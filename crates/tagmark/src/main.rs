use anyhow::Context as _;
use gloo::events::EventListener;
use log::{debug, error};
use tagmark::{MARKDOWN_CLASS, MarkdownRenderer};

fn main() {
    init_logging();
    let document = gloo::utils::document();
    if document.ready_state() == "complete" {
        // The module finished loading after the page did.
        render_page();
    } else {
        EventListener::once(&gloo::utils::window(), "load", |_| render_page()).forget();
    }
}

fn render_page() {
    if let Err(err) = try_render_page() {
        error!("{err:?}");
        wasm_bindgen::throw_str(&format!("{err:#}"));
    }
}

fn try_render_page() -> Result<(), anyhow::Error> {
    let rendered = MarkdownRenderer::new()
        .render_all(&gloo::utils::document(), MARKDOWN_CLASS)
        .with_context(|| format!("cannot render `.{MARKDOWN_CLASS}` elements"))?;
    debug!("Page load rendering done, {rendered} elements");
    Ok(())
}

fn init_logging() {
    use log::Level;
    use wasm_logger::Config;

    // use debug level for debug builds, warn level for production builds.
    #[cfg(debug_assertions)]
    let level = Level::Trace;
    #[cfg(not(debug_assertions))]
    let level = Level::Warn;

    wasm_logger::init(Config::new(level));
}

____________________

* _TASK TO COMPLETE_
Looking at the entries above, how many lines contain the word "elements"? Answer with the number alone.

* _ANSWER SECTION_
2